It’s been a little while since a president who worked in Washington called the press the enemy of the people. While we’re not back there yet, it’s moving in that direction -- for one organization named for (but not actually headquartered in) the nation’s capital.
Commanders president Jason Wright decided on Friday to publicly chastise a reporter who had posed a couple of blunt questions to quarterback Carson Wentz. On Saturday, before the team’s preseason opener, Wright vowed to do it again.
Wright said, via Nicki Jhbavala of the Washington Post, that it was “appropriate to defend our guy and stand up for our team in a direct and equivalent way.”
“I think the thing that you will see me doing more often is making sure that we are treating each other in a more up-and-ups way,” Wright explained. “I think we’ve done enough work over the last two years on building a healthy culture within the organization and honest way of working with y’all, that we can take plenty of criticism. . . . But it needs to be done respectfully.”

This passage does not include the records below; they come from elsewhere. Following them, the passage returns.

//! The generation pipeline: select tables, draft contexts, validate
//! grounding, assemble the catalog.
//!
//! Per-table failures (LLM call, grounding rejection, DESCRIBE fallback)
//! degrade that table to its baseline artifact and the run continues; only
//! an unreachable schema source or an id collision aborts the run, before
//! any output is written.

use crate::assembler::{Catalog, CatalogAssembler, CatalogEntry};
use crate::drafter::{build_context, build_description, draft_with_model};
use crate::error::Result;
use crate::llm::DraftModel;
use crate::schema::{columns_by_table, ColumnInfo, SchemaSource, TableInfo};
use crate::selector::{select_tables, TableFilter};
use crate::validator::validate_entry;
use std::fmt;
use tracing::{info, warn};

/// Entries produced without a validated LLM draft carry this tag so
/// consumers can tell schema-only contexts apart.
pub const FALLBACK_TAG: &str = "fallback_schema_only";

/// Generation scope for one run.
#[derive(Debug, Clone)]
pub struct GenerateOptions {
    pub table_catalog: String,
    pub table_schema: String,
    pub table_like: String,
    pub table_regex: Option<String>,
    pub id_prefix: Option<String>,
}

/// How a table's emitted entry was produced.
#[derive(Debug, Clone, Copy, PartialEq, Eq)]
pub enum EntryProvenance {
    /// LLM draft passed grounding validation.
    LlmValidated,
    /// LLM draft failed or was rejected; baseline emitted.
    LlmFellBack,
    /// LLM drafting was not requested.
    BaselineOnly,
}

impl fmt::Display for EntryProvenance {
    fn fmt(&self, f: &mut fmt::Formatter<'_>) -> fmt::Result {
        match self {
            EntryProvenance::LlmValidated => write!(f, "llm_validated"),
            EntryProvenance::LlmFellBack => write!(f, "llm_fallback"),
            EntryProvenance::BaselineOnly => write!(f, "baseline_only"),
        }
    }
}

#[derive(Debug, Clone)]
pub struct TableOutcome {
    pub id: String,
    pub table: String,
    pub provenance: EntryProvenance,
}

#[derive(Debug)]
pub struct GenerationReport {
    pub catalog: Catalog,
    pub outcomes: Vec<TableOutcome>,
}

pub struct CatalogGenerator<'a> {
    schema: &'a dyn SchemaSource,
    model: Option<&'a dyn DraftModel>,
}

impl<'a> CatalogGenerator<'a> {
    pub fn new(schema: &'a dyn SchemaSource) -> Self {
        Self { schema, model: None }
    }

    /// Enable LLM-assisted drafting for this run.
    pub fn with_model(mut self, model: &'a dyn DraftModel) -> Self {
        self.model = Some(model);
        self
    }

    pub async fn run(&self, options: &GenerateOptions) -> Result<GenerationReport> {
        let filter = TableFilter::new(&options.table_like, options.table_regex.as_deref())?;
        let listed = self
            .schema
            .list_tables(&options.table_catalog, &options.table_schema, &options.table_like)
            .await?;
        let tables = select_tables(listed, &filter);
        info!(
            "{} table(s) selected in {}.{}",
            tables.len(),
            options.table_catalog,
            options.table_schema
        );

        let mut columns = columns_by_table(
            self.schema
                .list_columns(&options.table_catalog, &options.table_schema)
                .await?,
        );

        let mut assembler = CatalogAssembler::new(options.id_prefix.as_deref());
        let mut outcomes = Vec::with_capacity(tables.len());
        for table in &tables {
            let table_columns = match columns.remove(&table.table_name) {
                Some(found) if !found.is_empty() => found,
                _ => self.describe_fallback(table).await,
            };

            let (entry, provenance) = self.build_entry(table, &table_columns).await;
            let id = assembler.insert(&table.table_name, entry)?;
            info!("{} -> {} [{}]", table.fqn(), id, provenance);
            outcomes.push(TableOutcome {
                id,
                table: table.fqn(),
                provenance,
            });
        }

        Ok(GenerationReport {
            catalog: assembler.finish(),
            outcomes,
        })
    }

    /// The bulk columns view can lag behind newly created tables; a
    /// per-table DESCRIBE is then authoritative. A failing DESCRIBE only
    /// degrades this table to an empty column list.
    async fn describe_fallback(&self, table: &TableInfo) -> Vec<ColumnInfo> {
        match self.schema.describe_table(&table.fqn()).await {
            Ok(columns) => {
                if columns.is_empty() {
                    warn!("no columns found for {}", table.fqn());
                }
                columns
            }
            Err(e) => {
                warn!("DESCRIBE failed for {}: {}", table.fqn(), e);
                Vec::new()
            }
        }
    }

    async fn build_entry(
        &self,
        table: &TableInfo,
        columns: &[ColumnInfo],
    ) -> (CatalogEntry, EntryProvenance) {
        let baseline = CatalogEntry {
            descricao: build_description(table),
            contexto: build_context(table, columns),
            tags: Vec::new(),
            sinonimos: Vec::new(),
        };

        let model = match self.model {
            Some(model) => model,
            None => return (baseline, EntryProvenance::BaselineOnly),
        };

        match draft_with_model(model, table, columns).await {
            Ok(draft) => {
                let violations = validate_entry(&draft, table, columns);
                if violations.is_empty() {
                    let entry = CatalogEntry {
                        descricao: draft.descricao.trim().to_string(),
                        contexto: format!("{}\n", draft.contexto.trim()),
                        tags: draft.tags,
                        sinonimos: draft.sinonimos,
                    };
                    (entry, EntryProvenance::LlmValidated)
                } else {
                    for violation in &violations {
                        warn!("grounding violation: {}", violation);
                    }
                    (fallback(baseline), EntryProvenance::LlmFellBack)
                }
            }
            Err(e) => {
                warn!("LLM draft failed for {}: {}", table.fqn(), e);
                (fallback(baseline), EntryProvenance::LlmFellBack)
            }
        }
    }
}

/// Fallback entries are the baseline artifact byte-for-byte, plus the
/// degradation tag; rejection reasons stay in the logs so offending tokens
/// never leak into the artifact.
fn fallback(baseline: CatalogEntry) -> CatalogEntry {
    CatalogEntry {
        tags: vec![FALLBACK_TAG.to_string()],
        ..baseline
    }
}
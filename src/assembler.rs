//! Catalog assembly: id assignment and global uniqueness.

use crate::error::{CatalogError, Result};
use serde::{Deserialize, Serialize};
use std::collections::BTreeMap;

/// Unit persisted to the output catalog. Its id is the key of the
/// enclosing map; `descricao`/`contexto` are the wire contract consumed by
/// the routing/SQL layer.
#[derive(Debug, Clone, PartialEq, Eq, Serialize, Deserialize)]
pub struct CatalogEntry {
    pub descricao: String,
    pub contexto: String,
    #[serde(default)]
    pub tags: Vec<String>,
    #[serde(default)]
    pub sinonimos: Vec<String>,
}

/// The catalog document, ordered by id.
pub type Catalog = BTreeMap<String, CatalogEntry>;

pub struct CatalogAssembler {
    id_prefix: String,
    catalog: Catalog,
}

impl CatalogAssembler {
    pub fn new(id_prefix: Option<&str>) -> Self {
        Self {
            id_prefix: id_prefix.unwrap_or_default().to_string(),
            catalog: Catalog::new(),
        }
    }

    /// Deterministic id derivation: prefix plus the normalized table name.
    pub fn entry_id(&self, table_name: &str) -> String {
        format!("{}{}", self.id_prefix, table_name.trim().to_lowercase())
    }

    /// Insert the entry for a table, failing the run on id collision; a
    /// collision means the naming scheme is broken and silently
    /// overwriting would drop a table from the catalog.
    pub fn insert(&mut self, table_name: &str, entry: CatalogEntry) -> Result<String> {
        let id = self.entry_id(table_name);
        if self.catalog.contains_key(&id) {
            return Err(CatalogError::DuplicateCatalogId(id));
        }
        self.catalog.insert(id.clone(), entry);
        Ok(id)
    }

    pub fn len(&self) -> usize {
        self.catalog.len()
    }

    pub fn is_empty(&self) -> bool {
        self.catalog.is_empty()
    }

    pub fn finish(self) -> Catalog {
        self.catalog
    }
}
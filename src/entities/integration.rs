//! Third-party integration settings record type

use chrono::NaiveDate;
use serde::{Deserialize, Serialize};

use crate::core::entity::Record;
use crate::core::identity::{deserialize_lenient_id, RecordId, RecordKind};

/// Kind of external service an integration talks to
#[derive(Debug, Clone, Copy, PartialEq, Eq, Default, Serialize, Deserialize)]
pub enum ServiceType {
    #[default]
    #[serde(rename = "API")]
    Api,
    Database,
    #[serde(rename = "File System")]
    FileSystem,
    #[serde(rename = "Cloud Service")]
    CloudService,
    #[serde(other)]
    Unknown,
}

impl std::fmt::Display for ServiceType {
    fn fmt(&self, f: &mut std::fmt::Formatter<'_>) -> std::fmt::Result {
        let s = match self {
            ServiceType::Api => "API",
            ServiceType::Database => "Database",
            ServiceType::FileSystem => "File System",
            ServiceType::CloudService => "Cloud Service",
            ServiceType::Unknown => "Unknown",
        };
        write!(f, "{}", s)
    }
}

/// How an integration authenticates against its service
#[derive(Debug, Clone, Copy, PartialEq, Eq, Default, Serialize, Deserialize)]
pub enum AuthMethod {
    #[default]
    #[serde(rename = "API Key")]
    ApiKey,
    #[serde(rename = "OAuth")]
    OAuth,
    #[serde(rename = "Basic Auth")]
    BasicAuth,
    Certificate,
    #[serde(other)]
    Unknown,
}

impl std::fmt::Display for AuthMethod {
    fn fmt(&self, f: &mut std::fmt::Formatter<'_>) -> std::fmt::Result {
        let s = match self {
            AuthMethod::ApiKey => "API Key",
            AuthMethod::OAuth => "OAuth",
            AuthMethod::BasicAuth => "Basic Auth",
            AuthMethod::Certificate => "Certificate",
            AuthMethod::Unknown => "Unknown",
        };
        write!(f, "{}", s)
    }
}

/// Result of the most recent sync attempt
#[derive(Debug, Clone, Copy, PartialEq, Eq, Default, Serialize, Deserialize)]
pub enum SyncStatus {
    /// Never synced yet
    #[default]
    Configured,
    Success,
    Failed,
    #[serde(rename = "In Progress")]
    InProgress,
    Disabled,
    #[serde(other)]
    Unknown,
}

impl std::fmt::Display for SyncStatus {
    fn fmt(&self, f: &mut std::fmt::Formatter<'_>) -> std::fmt::Result {
        let s = match self {
            SyncStatus::Configured => "Configured",
            SyncStatus::Success => "Success",
            SyncStatus::Failed => "Failed",
            SyncStatus::InProgress => "In Progress",
            SyncStatus::Disabled => "Disabled",
            SyncStatus::Unknown => "Unknown",
        };
        write!(f, "{}", s)
    }
}

impl std::str::FromStr for SyncStatus {
    type Err = String;

    fn from_str(s: &str) -> Result<Self, Self::Err> {
        match s.to_lowercase().replace(['-', '_'], " ").as_str() {
            "configured" => Ok(SyncStatus::Configured),
            "success" => Ok(SyncStatus::Success),
            "failed" => Ok(SyncStatus::Failed),
            "in progress" => Ok(SyncStatus::InProgress),
            "disabled" => Ok(SyncStatus::Disabled),
            _ => Err(format!("Unknown sync status: {}", s)),
        }
    }
}

/// Connection settings and sync bookkeeping for one external service.
///
/// Session-scoped: held by the in-memory manager, lost on restart.
#[derive(Debug, Clone, Serialize, Deserialize)]
pub struct IntegrationSetting {
    /// Display id (INT-YYYY-NNN), assigned on create
    #[serde(
        default,
        deserialize_with = "deserialize_lenient_id",
        skip_serializing_if = "Option::is_none"
    )]
    pub id: Option<RecordId>,

    /// Name of the external service
    pub service_name: String,

    /// Kind of service
    #[serde(default)]
    pub service_type: ServiceType,

    /// Endpoint the integration connects to
    #[serde(default, skip_serializing_if = "String::is_empty")]
    pub endpoint_url: String,

    /// Authentication method
    #[serde(default)]
    pub authentication_method: AuthMethod,

    /// Connection timeout in seconds
    #[serde(default)]
    pub connection_timeout: u32,

    /// Whether the integration is enabled
    #[serde(default)]
    pub is_enabled: bool,

    /// Sync cadence description, e.g. "Every hour" or "Real-time"
    #[serde(default, skip_serializing_if = "String::is_empty")]
    pub sync_frequency: String,

    /// Direction data flows in
    #[serde(default, skip_serializing_if = "String::is_empty")]
    pub sync_direction: String,

    /// Date of the most recent sync attempt
    #[serde(default, skip_serializing_if = "Option::is_none")]
    pub last_sync: Option<NaiveDate>,

    /// Result of the most recent sync attempt
    #[serde(default)]
    pub sync_status: SyncStatus,

    /// Cumulative sync error count
    #[serde(default)]
    pub error_count: u32,

    /// Most recent error message
    #[serde(default, skip_serializing_if = "Option::is_none")]
    pub last_error: Option<String>,

    /// Observed success rate percentage
    #[serde(default)]
    pub success_rate: f64,

    /// Creation date stamp
    #[serde(default, skip_serializing_if = "Option::is_none")]
    pub created_at: Option<NaiveDate>,

    /// Last-updated date stamp
    #[serde(default, skip_serializing_if = "Option::is_none")]
    pub updated_at: Option<NaiveDate>,
}

impl IntegrationSetting {
    /// Create a new integration record with no id (the store assigns one)
    pub fn new(service_name: String, service_type: ServiceType, endpoint_url: String) -> Self {
        Self {
            id: None,
            service_name,
            service_type,
            endpoint_url,
            authentication_method: AuthMethod::default(),
            connection_timeout: 30,
            is_enabled: true,
            sync_frequency: String::new(),
            sync_direction: String::new(),
            last_sync: None,
            sync_status: SyncStatus::Configured,
            error_count: 0,
            last_error: None,
            success_rate: 0.0,
            created_at: None,
            updated_at: None,
        }
    }
}

impl Record for IntegrationSetting {
    const KIND: RecordKind = RecordKind::Integration;

    fn id(&self) -> Option<&RecordId> {
        self.id.as_ref()
    }

    fn set_id(&mut self, id: RecordId) {
        self.id = Some(id);
    }

    fn created_at(&self) -> Option<NaiveDate> {
        self.created_at
    }

    fn set_created_at(&mut self, date: Option<NaiveDate>) {
        self.created_at = date;
    }

    fn set_updated_at(&mut self, date: NaiveDate) {
        self.updated_at = Some(date);
    }
}

#[cfg(test)]
mod tests {
    use super::*;

    #[test]
    fn test_integration_defaults_to_configured() {
        let int = IntegrationSetting::new(
            "Weather API".to_string(),
            ServiceType::Api,
            "https://api.weather.com/v1/current".to_string(),
        );
        assert_eq!(int.sync_status, SyncStatus::Configured);
        assert_eq!(int.error_count, 0);
    }

    #[test]
    fn test_sync_status_serializes_title_case() {
        let mut int = IntegrationSetting::new(
            "Document Storage".to_string(),
            ServiceType::CloudService,
            "https://storage.example.com/api/v2".to_string(),
        );
        int.sync_status = SyncStatus::InProgress;
        let json = serde_json::to_string(&int).unwrap();
        assert!(json.contains("\"sync_status\":\"In Progress\""));
    }
}
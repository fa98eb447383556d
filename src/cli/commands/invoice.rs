//! `gcpanel invoice` command - Invoice management

use clap::{Subcommand, ValueEnum};
use console::style;
use miette::{IntoDiagnostic, Result};

use crate::cli::commands::contract::parse_date;
use crate::cli::helpers::{escape_csv, format_money, resolve_project, truncate_str};
use crate::cli::{GlobalOpts, OutputFormat};
use crate::entities::invoice::{Invoice, InvoiceStatus};
use crate::store::FileStore;

#[derive(Subcommand, Debug)]
pub enum InvoiceCommands {
    /// List invoices with filtering
    List(ListArgs),

    /// Create a new invoice
    New(NewArgs),

    /// Show an invoice's details
    Show(ShowArgs),

    /// Update fields on an invoice
    Update(UpdateArgs),

    /// Delete an invoice
    Delete(DeleteArgs),
}

/// Invoice status filter
#[derive(Debug, Clone, Copy, ValueEnum)]
pub enum StatusFilter {
    Draft,
    Submitted,
    Approved,
    Paid,
    Rejected,
    All,
}

#[derive(Debug, Clone, Copy, ValueEnum)]
pub enum SortField {
    Company,
    Amount,
    Status,
    Date,
    Created,
}

#[derive(clap::Args, Debug)]
pub struct ListArgs {
    /// Filter by invoice status
    #[arg(long, short = 's', default_value = "all")]
    pub status: StatusFilter,

    /// Search in company and description
    #[arg(long)]
    pub search: Option<String>,

    /// Sort by field
    #[arg(long, default_value = "created")]
    pub sort: SortField,

    /// Reverse sort order
    #[arg(long, short = 'r')]
    pub reverse: bool,

    /// Limit number of results
    #[arg(long, short = 'n')]
    pub limit: Option<usize>,

    /// Show only count
    #[arg(long)]
    pub count: bool,
}

#[derive(clap::Args, Debug)]
pub struct NewArgs {
    /// Billing company (required unless interactive)
    #[arg(long, short = 'c')]
    pub company: Option<String>,

    /// Billing period description, e.g. "March Progress"
    #[arg(long, short = 'd', default_value = "")]
    pub description: String,

    /// Amount billed on this invoice
    #[arg(long, default_value_t = 0.0)]
    pub amount: f64,

    /// Retainage withheld from this invoice
    #[arg(long, default_value_t = 0.0)]
    pub retainage: f64,

    /// Base contract amount being billed against
    #[arg(long, default_value_t = 0.0)]
    pub contract_amount: f64,

    /// Interactive mode (prompt for fields)
    #[arg(long, short = 'i')]
    pub interactive: bool,
}

#[derive(clap::Args, Debug)]
pub struct ShowArgs {
    /// Invoice ID (INV-YYYY-NNN)
    pub id: String,
}

#[derive(clap::Args, Debug)]
pub struct UpdateArgs {
    /// Invoice ID (INV-YYYY-NNN)
    pub id: String,

    /// New billing company
    #[arg(long)]
    pub company: Option<String>,

    /// New billing period description
    #[arg(long)]
    pub description: Option<String>,

    /// New current billed amount
    #[arg(long)]
    pub amount: Option<f64>,

    /// New retainage amount
    #[arg(long)]
    pub retainage: Option<f64>,

    /// New status (any status may be set; no transition rules apply)
    #[arg(long, short = 's')]
    pub status: Option<String>,

    /// New billing date (YYYY-MM-DD)
    #[arg(long)]
    pub date: Option<String>,

    /// Append a signature
    #[arg(long)]
    pub sign: Option<String>,
}

#[derive(clap::Args, Debug)]
pub struct DeleteArgs {
    /// Invoice ID (INV-YYYY-NNN)
    pub id: String,

    /// Skip the confirmation prompt
    #[arg(long, short = 'y')]
    pub yes: bool,
}

/// Run an invoice subcommand
pub fn run(cmd: InvoiceCommands, global: &GlobalOpts) -> Result<()> {
    match cmd {
        InvoiceCommands::List(args) => run_list(args, global),
        InvoiceCommands::New(args) => run_new(args, global),
        InvoiceCommands::Show(args) => run_show(args, global),
        InvoiceCommands::Update(args) => run_update(args, global),
        InvoiceCommands::Delete(args) => run_delete(args, global),
    }
}

fn run_list(args: ListArgs, global: &GlobalOpts) -> Result<()> {
    let project = resolve_project(global)?;
    let store: FileStore<Invoice> = FileStore::for_project(&project);

    let mut invoices: Vec<Invoice> = store
        .load()
        .into_iter()
        .filter(|inv| match args.status {
            StatusFilter::Draft => inv.status == InvoiceStatus::Draft,
            StatusFilter::Submitted => inv.status == InvoiceStatus::Submitted,
            StatusFilter::Approved => inv.status == InvoiceStatus::Approved,
            StatusFilter::Paid => inv.status == InvoiceStatus::Paid,
            StatusFilter::Rejected => inv.status == InvoiceStatus::Rejected,
            StatusFilter::All => true,
        })
        .filter(|inv| {
            if let Some(ref search) = args.search {
                let needle = search.to_lowercase();
                inv.company.to_lowercase().contains(&needle)
                    || inv.description.to_lowercase().contains(&needle)
            } else {
                true
            }
        })
        .collect();

    match args.sort {
        SortField::Company => invoices.sort_by(|a, b| a.company.cmp(&b.company)),
        SortField::Amount => invoices.sort_by(|a, b| {
            a.current_billed
                .partial_cmp(&b.current_billed)
                .unwrap_or(std::cmp::Ordering::Equal)
        }),
        SortField::Status => {
            invoices.sort_by(|a, b| a.status.to_string().cmp(&b.status.to_string()))
        }
        SortField::Date => invoices.sort_by(|a, b| a.date.cmp(&b.date)),
        SortField::Created => invoices.sort_by(|a, b| a.created_at.cmp(&b.created_at)),
    }

    if args.reverse {
        invoices.reverse();
    }

    if let Some(limit) = args.limit {
        invoices.truncate(limit);
    }

    if args.count {
        println!("{}", invoices.len());
        return Ok(());
    }

    if invoices.is_empty() {
        println!("No invoices found.");
        return Ok(());
    }

    let format = if global.format == OutputFormat::Auto {
        OutputFormat::Tsv
    } else {
        global.format
    };

    match format {
        OutputFormat::Json => {
            let json = serde_json::to_string_pretty(&invoices).into_diagnostic()?;
            println!("{}", json);
        }
        OutputFormat::Csv => {
            println!("id,company,description,status,current_billed,retainage,amount_due");
            for inv in &invoices {
                println!(
                    "{},{},{},{},{:.2},{:.2},{:.2}",
                    display_id(inv),
                    escape_csv(&inv.company),
                    escape_csv(&inv.description),
                    inv.status,
                    inv.current_billed,
                    inv.retainage,
                    inv.amount_due()
                );
            }
        }
        OutputFormat::Tsv => {
            println!(
                "{:<14} {:<28} {:<20} {:<12} {:>14} {:>14}",
                style("ID").bold(),
                style("COMPANY").bold(),
                style("DESCRIPTION").bold(),
                style("STATUS").bold(),
                style("BILLED").bold(),
                style("DUE").bold()
            );
            println!("{}", "-".repeat(108));

            for inv in &invoices {
                let status_styled = match inv.status {
                    InvoiceStatus::Paid => style(inv.status.to_string()).green(),
                    InvoiceStatus::Rejected => style(inv.status.to_string()).red(),
                    InvoiceStatus::Submitted => style(inv.status.to_string()).yellow(),
                    _ => style(inv.status.to_string()).white(),
                };

                println!(
                    "{:<14} {:<28} {:<20} {:<12} {:>14} {:>14}",
                    style(display_id(inv)).cyan(),
                    truncate_str(&inv.company, 26),
                    truncate_str(&inv.description, 18),
                    status_styled,
                    format_money(inv.current_billed),
                    format_money(inv.amount_due())
                );
            }

            println!();
            println!("{} invoice(s) found.", style(invoices.len()).cyan());
        }
        OutputFormat::Id => {
            for inv in &invoices {
                println!("{}", display_id(inv));
            }
        }
        OutputFormat::Md => {
            println!("| ID | Company | Description | Status | Billed | Due |");
            println!("|---|---|---|---|---|---|");
            for inv in &invoices {
                println!(
                    "| {} | {} | {} | {} | {} | {} |",
                    display_id(inv),
                    inv.company,
                    inv.description,
                    inv.status,
                    format_money(inv.current_billed),
                    format_money(inv.amount_due())
                );
            }
        }
        OutputFormat::Auto => unreachable!(),
    }

    Ok(())
}

fn run_new(args: NewArgs, global: &GlobalOpts) -> Result<()> {
    let project = resolve_project(global)?;
    let config = crate::core::Config::load();
    let store: FileStore<Invoice> = FileStore::for_project(&project);

    let company: String;
    let description: String;
    let amount: f64;

    if args.interactive || args.company.is_none() {
        use dialoguer::Input;

        company = Input::new()
            .with_prompt("Billing company")
            .interact_text()
            .into_diagnostic()?;

        description = Input::new()
            .with_prompt("Billing period")
            .allow_empty(true)
            .interact_text()
            .into_diagnostic()?;

        let amount_str: String = Input::new()
            .with_prompt("Amount billed")
            .default("0".to_string())
            .interact_text()
            .into_diagnostic()?;
        amount = amount_str
            .parse::<f64>()
            .map_err(|_| miette::miette!("Invalid amount: {}", amount_str))?;
    } else {
        company = args
            .company
            .ok_or_else(|| miette::miette!("Company is required (use --company or -c)"))?;
        description = args.description;
        amount = args.amount;
    }

    let mut invoice = Invoice::new(config.project_name(), company, description, amount);
    invoice.retainage = args.retainage;
    invoice.contract_amount = args.contract_amount;

    let created = store.create(invoice);

    println!(
        "{} Created invoice {}",
        style("✓").green(),
        style(display_id(&created)).cyan()
    );
    println!(
        "   {} | billed {} | due {}",
        style(&created.company).white(),
        style(format_money(created.current_billed)).white(),
        style(format_money(created.amount_due())).white()
    );

    Ok(())
}

fn run_show(args: ShowArgs, global: &GlobalOpts) -> Result<()> {
    let project = resolve_project(global)?;
    let store: FileStore<Invoice> = FileStore::for_project(&project);

    let invoice = store
        .get(&args.id)
        .ok_or_else(|| miette::miette!("No invoice found matching '{}'", args.id))?;

    match global.format {
        OutputFormat::Json | OutputFormat::Auto => {
            let json = serde_json::to_string_pretty(&invoice).into_diagnostic()?;
            println!("{}", json);
        }
        _ => {
            println!(
                "{}  {} - {}",
                style(display_id(&invoice)).cyan(),
                invoice.company,
                invoice.description
            );
            println!("Status:           {}", invoice.status);
            println!(
                "Contract amount:  {}",
                format_money(invoice.contract_amount)
            );
            println!(
                "Previously billed: {}",
                format_money(invoice.previously_billed)
            );
            println!("Current billed:   {}", format_money(invoice.current_billed));
            println!("Retainage:        {}", format_money(invoice.retainage));
            println!("Amount due:       {}", format_money(invoice.amount_due()));
            for signature in &invoice.signatures {
                println!("Signed:           {}", signature);
            }
        }
    }

    Ok(())
}

fn run_update(args: UpdateArgs, global: &GlobalOpts) -> Result<()> {
    let project = resolve_project(global)?;
    let store: FileStore<Invoice> = FileStore::for_project(&project);

    let mut invoice = store
        .get(&args.id)
        .ok_or_else(|| miette::miette!("No invoice found matching '{}'", args.id))?;

    if let Some(company) = args.company {
        invoice.company = company;
    }
    if let Some(description) = args.description {
        invoice.description = description;
    }
    if let Some(amount) = args.amount {
        invoice.current_billed = amount;
    }
    if let Some(retainage) = args.retainage {
        invoice.retainage = retainage;
    }
    if let Some(status) = args.status {
        invoice.status = status.parse().map_err(|e| miette::miette!("{}", e))?;
    }
    if let Some(date) = args.date {
        invoice.date = Some(parse_date(&date)?);
    }
    if let Some(signature) = args.sign {
        invoice.signatures.push(signature);
    }

    let updated = store
        .update(&args.id, invoice)
        .ok_or_else(|| miette::miette!("No invoice found matching '{}'", args.id))?;

    println!(
        "{} Updated invoice {}",
        style("✓").green(),
        style(display_id(&updated)).cyan()
    );
    println!(
        "   {} | {} | due {}",
        style(&updated.company).white(),
        style(updated.status.to_string()).yellow(),
        style(format_money(updated.amount_due())).white()
    );

    Ok(())
}

fn run_delete(args: DeleteArgs, global: &GlobalOpts) -> Result<()> {
    let project = resolve_project(global)?;
    let store: FileStore<Invoice> = FileStore::for_project(&project);

    if !args.yes {
        let confirmed = dialoguer::Confirm::new()
            .with_prompt(format!("Delete invoice {}?", args.id))
            .default(false)
            .interact()
            .into_diagnostic()?;
        if !confirmed {
            println!("Aborted.");
            return Ok(());
        }
    }

    if store.delete(&args.id) {
        println!(
            "{} Deleted invoice {}",
            style("✓").green(),
            style(&args.id).cyan()
        );
    } else {
        println!(
            "{} No invoice found matching '{}'",
            style("!").yellow(),
            args.id
        );
    }

    Ok(())
}

fn display_id(invoice: &Invoice) -> String {
    invoice
        .id
        .map(|id| id.to_string())
        .unwrap_or_else(|| "-".to_string())
}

That’s a tough argument to make, especially for an organization that has a fairly recent history of not treating people (specifically employees) respectfully. And now they want everyone to just pretend that a decade of workplace misconduct never happened, to the point of at times flashing anger and/or frustration with the fact that people won’t just move on from a story that still hasn’t been fully told, because the salient facts continue to be hidden by the team and the league.
It’s even tougher to make that argument when there’s nothing objectively wrong or unfair with the tactics to which Wright objected. Here are both questions to Wentz that Wright found wrong, fully transcribed.
1. “There’s been kind of a narrative out there here in training camp that you’ve been a little inaccurate on your throws. Consistently inconsistent has been a kind of a terminology. How would you assess your performance in training camp, and is that [characterization] fair?”
2. “Real talk here, Carson. It’s been well documented. Philly didn’t want you. Indy didn’t want you. Do you think this is your last chance to prove that you can be a starting quarterback in the NFL?”
Were the questions candid? Yes. Did they get to the heart of the issues swirling around the team’s hand-picked quarterback for 2022? Yes. Were they constructed with words that fans and media constantly use when discussing Wentz’s current career prospects? Absolutely.
As one P.R. executive with another team explained it to PFT on Friday, that organization has no problem with any questions that reporters may ask. The team believes it’s the franchise’s job to prepare the players to properly handle anything and everything. (And, to his credit, Wentz did just that.)
Wright still didn’t like it, and he decided to take the issue to social media: “Thankfully, Carson demonstrated grace & class in response to this pompous, unprofessional mess. I recognize you have made a living on childlike provocation but it needs to be called out. Don’t expect special access and good luck building rapport with the guys.”
The tweet struck a nerve for me. It implies that “special access” is reserved only for those who play the game a certain way. In an age of league- and team-owned media, that’s a problem. And given that every team has its own in-house media operation staffed by people whose paychecks ride on not crossing the line, teams can get spoiled by softballs to the extent that they now resent curveballs more than ever before.
It’s just another example, frankly, of dysfunctional teams doing dysfunctional things. Taking on a reporter publicly is a sign of dysfunction. Warning the reporter (and, indirectly, every other reporter) that “special access” will be withheld is a sign of dysfunction.
“Why go out of our way to subject our guy to that as he prepares to lead our team?” Wright asked in response to another tweet expressing concern about the linking of access to asking questions in a way the team finds acceptable. This implies that Wentz is being treated with kid gloves by the coaching staff. If so, dysfunction. If not, and if Wright doesn’t realize that Wentz is being subjected to far worse by Ron Rivera and company, dysfunction.
In another tweet, Wright says he wants journalists to “follow standard practices.” One of the most standard practices in all of journalism is this: Don’t take a paycheck from the entity that you cover.
That continues to be the heart of the problem. Teams currently prefer the “standard practices” followed by those whose employment is tied to tiptoeing around delicate topics, to the point where teams expect the practices employed by team employees to become the standard, even for those who don’t get paid by the organization.